── RECORDS SHOWN

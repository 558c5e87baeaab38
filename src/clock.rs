//! Wall clock abstraction used for start time and uptime.

use chrono::{DateTime, Utc};

pub trait Clock: Send + Sync {
    fn now(&self) -> DateTime<Utc>;
}

/// Clock backed by the system time.
#[derive(Debug, Default, Clone, Copy)]
pub struct SystemClock;

impl Clock for SystemClock {
    fn now(&self) -> DateTime<Utc> {
        Utc::now()
    }
}
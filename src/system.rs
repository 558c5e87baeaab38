//! Process memory sampling.
//!
//! Reads the collector's own resident set size from `/proc/self/status`.
//! On systems without procfs the probe reports zero rather than failing the
//! tick.

use std::fs;

/// Source of the process memory gauge.
pub trait MemoryProbe: Send + Sync {
    fn resident_bytes(&self) -> u64;
}

/// Reads `VmRSS` for the current process from procfs.
#[derive(Debug, Default, Clone, Copy)]
pub struct ProcSelfMemory;

impl MemoryProbe for ProcSelfMemory {
    fn resident_bytes(&self) -> u64 {
        read_self_memory_bytes().unwrap_or(0)
    }
}

/// Reads the RSS memory usage from /proc/self/status.
fn read_self_memory_bytes() -> Option<u64> {
    let content = fs::read_to_string("/proc/self/status").ok()?;
    parse_vmrss_bytes(&content)
}

/// Extracts `VmRSS` (reported in kB) from a status file and returns bytes.
fn parse_vmrss_bytes(status: &str) -> Option<u64> {
    for line in status.lines() {
        if let Some(value) = line.strip_prefix("VmRSS:") {
            let kb: u64 = value.split_whitespace().next()?.parse().ok()?;
            return Some(kb * 1024);
        }
    }
    None
}

#[cfg(test)]
mod tests {
    use super::*;

    #[test]
    fn test_parse_vmrss() {
        let status = "Name:\timgd\nVmPeak:\t  20000 kB\nVmRSS:\t    1536 kB\nThreads:\t4\n";
        assert_eq!(parse_vmrss_bytes(status), Some(1536 * 1024));
    }

    #[test]
    fn test_parse_vmrss_missing_or_invalid() {
        assert_eq!(parse_vmrss_bytes("Name:\timgd\n"), None);
        assert_eq!(parse_vmrss_bytes("VmRSS:\tlots kB\n"), None);
    }

    #[cfg(target_os = "linux")]
    #[test]
    fn test_proc_self_memory_reports_nonzero() {
        assert!(ProcSelfMemory.resident_bytes() > 0);
    }
}
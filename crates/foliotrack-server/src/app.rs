use std::sync::Arc;

use axum::{
    http::HeaderValue,
    middleware,
    routing::{get, post},
    Router,
};
use tower_http::{
    compression::CompressionLayer,
    cors::{AllowOrigin, Any, CorsLayer},
    trace::TraceLayer,
};

use crate::{auth, error::AppError, routes, state::AppState};

/// Construct the Axum [`Router`] with all routes and middleware attached.
///
/// Middleware is applied in outer-to-inner order (outermost runs first on
/// request, last on response):
///
/// 1. `CorsLayer`: the tracker runs on the portfolio origin, which may differ
///    from the API host. `FOLIOTRACK_CORS_ORIGINS` narrows it; empty means any.
/// 2. `CompressionLayer`: gzip for the dashboard JSON and CSV export.
/// 3. `TraceLayer`: structured request/response logging via `tracing`.
///
/// `/api/admin/*` additionally sits behind [`auth::require_admin`].
pub fn build_app(state: Arc<AppState>) -> Router {
    let admin = Router::new()
        .route("/api/admin/analytics", get(routes::dashboard::get_dashboard))
        .route(
            "/api/admin/analytics/export",
            get(routes::export::export_visits),
        )
        .route_layer(middleware::from_fn_with_state(
            Arc::clone(&state),
            auth::require_admin,
        ));

    Router::new()
        .route("/health", get(routes::health::health))
        .route("/api/analytics", post(routes::track::track))
        .route("/api/analytics/count", get(routes::count::visit_count))
        .merge(admin)
        .fallback(not_found)
        .layer(TraceLayer::new_for_http())
        .layer(CompressionLayer::new())
        .layer(cors_layer(&state.config.cors_origins))
        .with_state(state)
}

fn cors_layer(origins: &[String]) -> CorsLayer {
    let allowed: Vec<HeaderValue> = origins
        .iter()
        .filter_map(|o| match HeaderValue::from_str(o) {
            Ok(v) => Some(v),
            Err(_) => {
                tracing::warn!(origin = %o, "Ignoring invalid CORS origin");
                None
            }
        })
        .collect();

    let allow_origin = if allowed.is_empty() {
        AllowOrigin::from(Any)
    } else {
        AllowOrigin::list(allowed)
    };

    CorsLayer::new()
        .allow_origin(allow_origin)
        .allow_methods(Any)
        .allow_headers(Any)
}

async fn not_found() -> AppError {
    AppError::NotFound("route not found".to_string())
}
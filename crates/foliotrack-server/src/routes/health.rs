use std::sync::Arc;

use axum::{extract::State, http::StatusCode, response::IntoResponse, Json};
use serde_json::json;

use crate::state::AppState;

/// `GET /health`: can the visit log still be queried?
///
/// `200 {"status":"ok"}` while the DuckDB file answers; `503
/// {"status":"degraded"}` once it stops (file locked by another foliotrack
/// process, data directory gone). Ingest and the dashboard would fail with
/// 500 in that state, so orchestrators restart on this signal.
#[tracing::instrument(skip(state))]
pub async fn health(State(state): State<Arc<AppState>>) -> impl IntoResponse {
    let (status, label) = match state.db.ping().await {
        Ok(()) => (StatusCode::OK, "ok"),
        Err(e) => {
            tracing::error!(error = %e, "Visit log unreadable, reporting degraded");
            (StatusCode::SERVICE_UNAVAILABLE, "degraded")
        }
    };

    (
        status,
        Json(json!({
            "status": label,
            "version": env!("CARGO_PKG_VERSION")
        })),
    )
}
use std::sync::Arc;

use chrono::NaiveDateTime;

use foliotrack_core::{
    clock::{Clock, SystemClock},
    config::Config,
    store::VisitLogStore,
};
use foliotrack_duckdb::DuckDbBackend;

use crate::geo::{GeoLookup, IspLookup};

/// Shared application state injected into every Axum handler via
/// [`axum::extract::State`].
pub struct AppState {
    /// The DuckDB backend, used directly for liveness checks.
    pub db: Arc<DuckDbBackend>,

    /// The same backend seen through the store trait the handlers depend on.
    pub store: Arc<dyn VisitLogStore>,

    /// Parsed configuration, loaded once at startup from environment variables.
    pub config: Arc<Config>,

    /// Source of "now" for row timestamps and dashboard windows.
    pub clock: Arc<dyn Clock>,

    /// `None` when no GeoIP database is available.
    pub geo: Option<GeoLookup>,

    /// `None` when no ASN database is available.
    pub isp: Option<IspLookup>,
}

impl AppState {
    /// Construct a new `AppState` wrapping the given backend and config, using
    /// the UTC wall clock.
    pub fn new(db: DuckDbBackend, config: Config) -> Self {
        Self::with_clock(db, config, Arc::new(SystemClock))
    }

    pub fn with_clock(db: DuckDbBackend, config: Config, clock: Arc<dyn Clock>) -> Self {
        let db = Arc::new(db);
        let store: Arc<dyn VisitLogStore> = db.clone();
        let geo = GeoLookup::open(&config.geoip_path);
        let isp = IspLookup::open(&config.asn_path);
        Self {
            db,
            store,
            config: Arc::new(config),
            clock,
            geo,
            isp,
        }
    }

    pub fn now(&self) -> NaiveDateTime {
        self.clock.now()
    }
}
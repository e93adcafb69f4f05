use std::sync::Arc;

use axum::{extract::State, Json};

use foliotrack_core::aggregate::{summarize, DashboardSummary};

use crate::{error::AppError, state::AppState};

/// `GET /api/admin/analytics`: dashboard aggregates over the whole visit log.
///
/// Bearer-gated by [`crate::auth::require_admin`]. The log is read in full and
/// summarised against the state clock; a store failure is the only error.
#[tracing::instrument(skip(state))]
pub async fn get_dashboard(
    State(state): State<Arc<AppState>>,
) -> Result<Json<DashboardSummary>, AppError> {
    let visits = state
        .store
        .read_all_visits()
        .await
        .map_err(AppError::Internal)?;

    let summary = summarize(&visits, state.now());
    tracing::debug!(rows = visits.len(), "Dashboard summary computed");

    Ok(Json(summary))
}
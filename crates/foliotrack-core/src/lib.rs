pub mod aggregate;
pub mod clock;
pub mod config;
pub mod error;
pub mod store;
pub mod visit;
pub mod visitor;
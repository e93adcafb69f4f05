use crate::visit::DIRECT;

/// Mint an id for a browser that does not have one yet.
///
/// The client stores it and sends it back on every later request, so the id is
/// only ever generated once per browser.
pub fn new_visitor_id() -> String {
    uuid::Uuid::new_v4().to_string()
}

/// Hostname of a referrer URL, or `"Direct"` when the referrer is empty,
/// literally `"Direct"`, or cannot be parsed as an absolute URL with a host.
pub fn referrer_source(referrer: Option<&str>) -> String {
    let Some(raw) = referrer.map(str::trim).filter(|r| !r.is_empty()) else {
        return DIRECT.to_string();
    };
    match url::Url::parse(raw) {
        Ok(parsed) => parsed
            .host_str()
            .filter(|h| !h.is_empty())
            .map(str::to_string)
            .unwrap_or_else(|| DIRECT.to_string()),
        Err(_) => DIRECT.to_string(),
    }
}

────

→ **DIRECTIONS FOR THIS TASK**
Exactly how many lines of the records include "allowed"? Provide the number by itself.

→ **ANSWER AREA**
3